(Beginning of Provided records)

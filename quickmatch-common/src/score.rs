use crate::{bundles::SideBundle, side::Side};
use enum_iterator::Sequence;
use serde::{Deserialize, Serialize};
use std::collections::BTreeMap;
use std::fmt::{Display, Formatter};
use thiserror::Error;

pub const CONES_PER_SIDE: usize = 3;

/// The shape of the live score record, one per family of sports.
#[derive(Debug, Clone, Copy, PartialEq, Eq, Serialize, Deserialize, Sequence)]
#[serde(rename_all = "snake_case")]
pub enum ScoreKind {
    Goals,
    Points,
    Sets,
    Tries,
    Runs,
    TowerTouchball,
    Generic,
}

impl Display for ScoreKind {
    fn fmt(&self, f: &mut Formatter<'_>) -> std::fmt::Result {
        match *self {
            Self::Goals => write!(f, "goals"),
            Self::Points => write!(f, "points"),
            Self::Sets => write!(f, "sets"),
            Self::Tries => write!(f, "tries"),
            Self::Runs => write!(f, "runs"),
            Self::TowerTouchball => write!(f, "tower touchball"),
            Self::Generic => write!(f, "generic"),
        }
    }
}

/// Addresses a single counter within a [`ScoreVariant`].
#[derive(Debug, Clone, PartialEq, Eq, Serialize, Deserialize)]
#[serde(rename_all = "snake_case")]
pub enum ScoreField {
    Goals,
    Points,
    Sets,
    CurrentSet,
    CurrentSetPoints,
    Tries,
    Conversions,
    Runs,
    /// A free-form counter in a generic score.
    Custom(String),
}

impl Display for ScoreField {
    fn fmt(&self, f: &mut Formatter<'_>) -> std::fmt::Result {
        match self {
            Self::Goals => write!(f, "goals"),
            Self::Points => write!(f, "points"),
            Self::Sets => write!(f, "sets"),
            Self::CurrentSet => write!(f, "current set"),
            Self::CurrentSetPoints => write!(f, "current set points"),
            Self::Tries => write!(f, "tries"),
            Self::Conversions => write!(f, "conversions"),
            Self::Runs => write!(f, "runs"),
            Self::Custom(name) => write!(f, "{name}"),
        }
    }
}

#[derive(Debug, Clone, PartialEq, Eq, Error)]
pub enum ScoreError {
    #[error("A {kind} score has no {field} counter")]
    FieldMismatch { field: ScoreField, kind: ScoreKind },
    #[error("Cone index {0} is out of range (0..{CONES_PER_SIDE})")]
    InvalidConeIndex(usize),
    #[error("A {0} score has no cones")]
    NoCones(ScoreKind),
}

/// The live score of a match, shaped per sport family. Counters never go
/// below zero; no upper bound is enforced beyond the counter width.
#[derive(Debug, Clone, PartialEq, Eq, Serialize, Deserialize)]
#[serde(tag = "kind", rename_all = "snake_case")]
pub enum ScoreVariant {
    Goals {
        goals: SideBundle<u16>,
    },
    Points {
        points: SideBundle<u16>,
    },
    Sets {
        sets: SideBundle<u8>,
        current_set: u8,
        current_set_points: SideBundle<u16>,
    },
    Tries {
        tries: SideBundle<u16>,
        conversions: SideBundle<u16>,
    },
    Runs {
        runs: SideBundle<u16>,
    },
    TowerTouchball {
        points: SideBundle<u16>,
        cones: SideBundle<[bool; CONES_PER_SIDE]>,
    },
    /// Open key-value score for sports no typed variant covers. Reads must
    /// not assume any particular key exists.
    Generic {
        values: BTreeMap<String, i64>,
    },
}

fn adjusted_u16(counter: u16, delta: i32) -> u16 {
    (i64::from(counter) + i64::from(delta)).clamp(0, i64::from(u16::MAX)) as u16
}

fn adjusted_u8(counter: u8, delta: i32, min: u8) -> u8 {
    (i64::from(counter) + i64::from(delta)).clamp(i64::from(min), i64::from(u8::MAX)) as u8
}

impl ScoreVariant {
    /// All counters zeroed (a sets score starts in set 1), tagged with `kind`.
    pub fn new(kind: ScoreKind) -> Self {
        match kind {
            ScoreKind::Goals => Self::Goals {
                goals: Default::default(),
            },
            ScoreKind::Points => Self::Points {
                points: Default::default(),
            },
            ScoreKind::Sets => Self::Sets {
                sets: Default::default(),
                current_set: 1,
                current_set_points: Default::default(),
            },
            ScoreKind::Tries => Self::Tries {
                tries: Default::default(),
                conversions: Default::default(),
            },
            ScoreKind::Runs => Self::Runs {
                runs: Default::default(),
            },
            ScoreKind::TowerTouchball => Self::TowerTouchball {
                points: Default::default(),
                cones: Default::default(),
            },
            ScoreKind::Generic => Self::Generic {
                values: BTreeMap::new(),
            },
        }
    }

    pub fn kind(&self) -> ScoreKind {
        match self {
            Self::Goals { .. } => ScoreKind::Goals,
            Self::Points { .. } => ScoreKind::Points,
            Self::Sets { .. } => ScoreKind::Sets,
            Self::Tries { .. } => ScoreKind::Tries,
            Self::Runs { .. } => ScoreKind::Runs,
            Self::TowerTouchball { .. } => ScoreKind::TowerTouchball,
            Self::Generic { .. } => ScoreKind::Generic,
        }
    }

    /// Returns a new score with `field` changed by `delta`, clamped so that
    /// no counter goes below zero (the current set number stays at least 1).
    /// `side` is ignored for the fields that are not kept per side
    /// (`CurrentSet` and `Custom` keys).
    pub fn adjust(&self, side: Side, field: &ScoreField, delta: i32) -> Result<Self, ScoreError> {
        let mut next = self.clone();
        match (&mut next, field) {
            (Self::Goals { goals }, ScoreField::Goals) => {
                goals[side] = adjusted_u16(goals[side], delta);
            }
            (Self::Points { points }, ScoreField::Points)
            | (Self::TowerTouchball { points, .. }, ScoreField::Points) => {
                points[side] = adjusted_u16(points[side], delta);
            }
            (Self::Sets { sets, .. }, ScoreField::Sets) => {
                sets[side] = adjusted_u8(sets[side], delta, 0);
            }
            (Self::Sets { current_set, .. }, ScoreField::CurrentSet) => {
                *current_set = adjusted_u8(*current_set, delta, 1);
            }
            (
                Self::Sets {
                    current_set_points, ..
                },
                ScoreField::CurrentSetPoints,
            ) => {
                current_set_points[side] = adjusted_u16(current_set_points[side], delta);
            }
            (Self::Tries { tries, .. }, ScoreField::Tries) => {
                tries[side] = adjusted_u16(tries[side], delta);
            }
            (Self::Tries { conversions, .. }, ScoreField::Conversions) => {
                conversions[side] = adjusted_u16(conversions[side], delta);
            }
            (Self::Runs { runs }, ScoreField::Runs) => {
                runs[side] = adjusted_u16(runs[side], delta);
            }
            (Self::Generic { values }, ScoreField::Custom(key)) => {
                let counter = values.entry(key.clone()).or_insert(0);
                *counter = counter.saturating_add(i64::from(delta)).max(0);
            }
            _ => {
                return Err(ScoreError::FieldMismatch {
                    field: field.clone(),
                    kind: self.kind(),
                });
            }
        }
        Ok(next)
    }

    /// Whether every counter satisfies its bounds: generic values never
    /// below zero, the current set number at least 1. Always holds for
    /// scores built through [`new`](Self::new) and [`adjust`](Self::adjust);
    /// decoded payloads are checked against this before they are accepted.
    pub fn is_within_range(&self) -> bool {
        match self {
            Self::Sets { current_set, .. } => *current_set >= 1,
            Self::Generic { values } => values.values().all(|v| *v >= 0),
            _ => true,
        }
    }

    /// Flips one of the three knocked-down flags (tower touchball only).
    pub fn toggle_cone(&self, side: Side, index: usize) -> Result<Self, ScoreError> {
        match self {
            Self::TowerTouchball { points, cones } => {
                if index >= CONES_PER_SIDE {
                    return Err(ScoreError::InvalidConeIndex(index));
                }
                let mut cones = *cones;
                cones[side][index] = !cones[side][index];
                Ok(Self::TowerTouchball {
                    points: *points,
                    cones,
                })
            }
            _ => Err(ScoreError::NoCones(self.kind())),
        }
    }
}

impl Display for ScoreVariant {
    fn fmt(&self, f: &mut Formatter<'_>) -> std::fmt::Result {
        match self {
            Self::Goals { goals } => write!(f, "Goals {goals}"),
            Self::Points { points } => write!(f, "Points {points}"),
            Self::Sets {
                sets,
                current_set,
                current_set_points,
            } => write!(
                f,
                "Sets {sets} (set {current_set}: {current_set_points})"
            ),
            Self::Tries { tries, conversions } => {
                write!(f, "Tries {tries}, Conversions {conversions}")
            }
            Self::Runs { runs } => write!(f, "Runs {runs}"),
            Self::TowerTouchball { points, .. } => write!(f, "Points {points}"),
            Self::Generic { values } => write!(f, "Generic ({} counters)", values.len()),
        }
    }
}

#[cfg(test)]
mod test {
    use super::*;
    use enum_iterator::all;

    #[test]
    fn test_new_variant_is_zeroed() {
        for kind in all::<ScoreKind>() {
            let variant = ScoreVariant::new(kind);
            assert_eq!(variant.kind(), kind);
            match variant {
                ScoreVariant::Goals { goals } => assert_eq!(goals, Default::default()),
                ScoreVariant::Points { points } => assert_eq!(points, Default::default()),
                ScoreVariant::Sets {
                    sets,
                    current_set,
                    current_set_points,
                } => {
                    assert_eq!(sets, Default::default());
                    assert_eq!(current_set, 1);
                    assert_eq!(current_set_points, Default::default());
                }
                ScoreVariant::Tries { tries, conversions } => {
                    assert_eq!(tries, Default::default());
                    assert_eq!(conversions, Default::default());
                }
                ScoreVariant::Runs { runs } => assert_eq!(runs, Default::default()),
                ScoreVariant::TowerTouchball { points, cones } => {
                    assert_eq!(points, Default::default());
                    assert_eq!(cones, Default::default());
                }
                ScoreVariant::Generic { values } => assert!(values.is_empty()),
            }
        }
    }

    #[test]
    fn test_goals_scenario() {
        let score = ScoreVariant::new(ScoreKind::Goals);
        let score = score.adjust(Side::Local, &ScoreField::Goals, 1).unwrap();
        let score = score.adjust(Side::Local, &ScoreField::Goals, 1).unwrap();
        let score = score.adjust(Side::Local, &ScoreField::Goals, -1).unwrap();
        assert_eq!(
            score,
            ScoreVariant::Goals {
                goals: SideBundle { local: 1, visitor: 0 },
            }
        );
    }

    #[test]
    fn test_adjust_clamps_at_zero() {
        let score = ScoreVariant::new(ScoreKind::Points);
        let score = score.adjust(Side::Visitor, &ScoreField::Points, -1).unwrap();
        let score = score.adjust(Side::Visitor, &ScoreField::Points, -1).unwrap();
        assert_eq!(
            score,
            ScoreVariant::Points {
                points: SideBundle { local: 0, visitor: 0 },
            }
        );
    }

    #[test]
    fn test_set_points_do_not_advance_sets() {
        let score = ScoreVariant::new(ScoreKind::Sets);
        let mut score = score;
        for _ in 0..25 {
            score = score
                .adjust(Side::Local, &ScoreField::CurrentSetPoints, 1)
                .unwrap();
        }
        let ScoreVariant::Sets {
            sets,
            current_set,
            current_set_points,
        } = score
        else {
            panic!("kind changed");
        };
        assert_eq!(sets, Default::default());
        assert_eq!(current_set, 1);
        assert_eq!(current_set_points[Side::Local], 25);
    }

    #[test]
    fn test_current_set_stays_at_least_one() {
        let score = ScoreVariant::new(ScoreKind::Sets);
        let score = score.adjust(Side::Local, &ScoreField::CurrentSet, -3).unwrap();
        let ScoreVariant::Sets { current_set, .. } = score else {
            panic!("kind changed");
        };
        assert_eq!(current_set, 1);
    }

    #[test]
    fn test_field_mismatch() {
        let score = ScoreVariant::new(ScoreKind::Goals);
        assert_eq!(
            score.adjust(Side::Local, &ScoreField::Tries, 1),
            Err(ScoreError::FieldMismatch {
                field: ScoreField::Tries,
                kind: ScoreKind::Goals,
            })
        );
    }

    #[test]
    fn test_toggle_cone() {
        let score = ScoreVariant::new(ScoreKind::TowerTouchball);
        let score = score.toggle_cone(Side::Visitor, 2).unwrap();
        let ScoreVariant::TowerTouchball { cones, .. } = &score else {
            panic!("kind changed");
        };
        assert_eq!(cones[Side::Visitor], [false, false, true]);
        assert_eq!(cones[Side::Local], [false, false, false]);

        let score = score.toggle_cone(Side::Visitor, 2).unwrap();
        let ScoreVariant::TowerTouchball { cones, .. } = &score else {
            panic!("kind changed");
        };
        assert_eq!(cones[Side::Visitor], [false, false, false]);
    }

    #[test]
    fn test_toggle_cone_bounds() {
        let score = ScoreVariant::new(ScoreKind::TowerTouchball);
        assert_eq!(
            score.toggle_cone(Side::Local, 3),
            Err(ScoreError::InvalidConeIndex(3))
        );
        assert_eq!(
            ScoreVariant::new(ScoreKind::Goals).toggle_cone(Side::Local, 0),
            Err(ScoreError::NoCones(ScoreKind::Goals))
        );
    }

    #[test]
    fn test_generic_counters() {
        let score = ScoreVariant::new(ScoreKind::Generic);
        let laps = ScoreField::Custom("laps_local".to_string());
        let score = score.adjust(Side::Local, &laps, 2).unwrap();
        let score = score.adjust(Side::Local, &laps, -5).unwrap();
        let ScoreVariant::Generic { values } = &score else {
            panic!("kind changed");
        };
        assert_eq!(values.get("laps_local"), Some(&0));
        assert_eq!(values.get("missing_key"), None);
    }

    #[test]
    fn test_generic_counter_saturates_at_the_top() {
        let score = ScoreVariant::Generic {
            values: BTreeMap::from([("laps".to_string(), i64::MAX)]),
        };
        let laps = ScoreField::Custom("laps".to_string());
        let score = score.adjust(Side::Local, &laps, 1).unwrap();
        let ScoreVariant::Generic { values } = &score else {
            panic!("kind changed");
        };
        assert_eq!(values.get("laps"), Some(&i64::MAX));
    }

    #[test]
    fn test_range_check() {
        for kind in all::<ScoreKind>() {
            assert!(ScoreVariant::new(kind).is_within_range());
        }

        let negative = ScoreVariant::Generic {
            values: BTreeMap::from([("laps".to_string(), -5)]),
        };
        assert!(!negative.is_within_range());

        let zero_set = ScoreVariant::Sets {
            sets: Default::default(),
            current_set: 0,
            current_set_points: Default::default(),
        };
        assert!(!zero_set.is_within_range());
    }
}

(End of Provided records)

▶ **What is needed**
The lines holding the word "InvalidConeIndex" are the answer. Pull them out of the records and copy them.

▶ **Solution to this task**
    InvalidConeIndex(usize),
                    return Err(ScoreError::InvalidConeIndex(index));
            Err(ScoreError::InvalidConeIndex(3))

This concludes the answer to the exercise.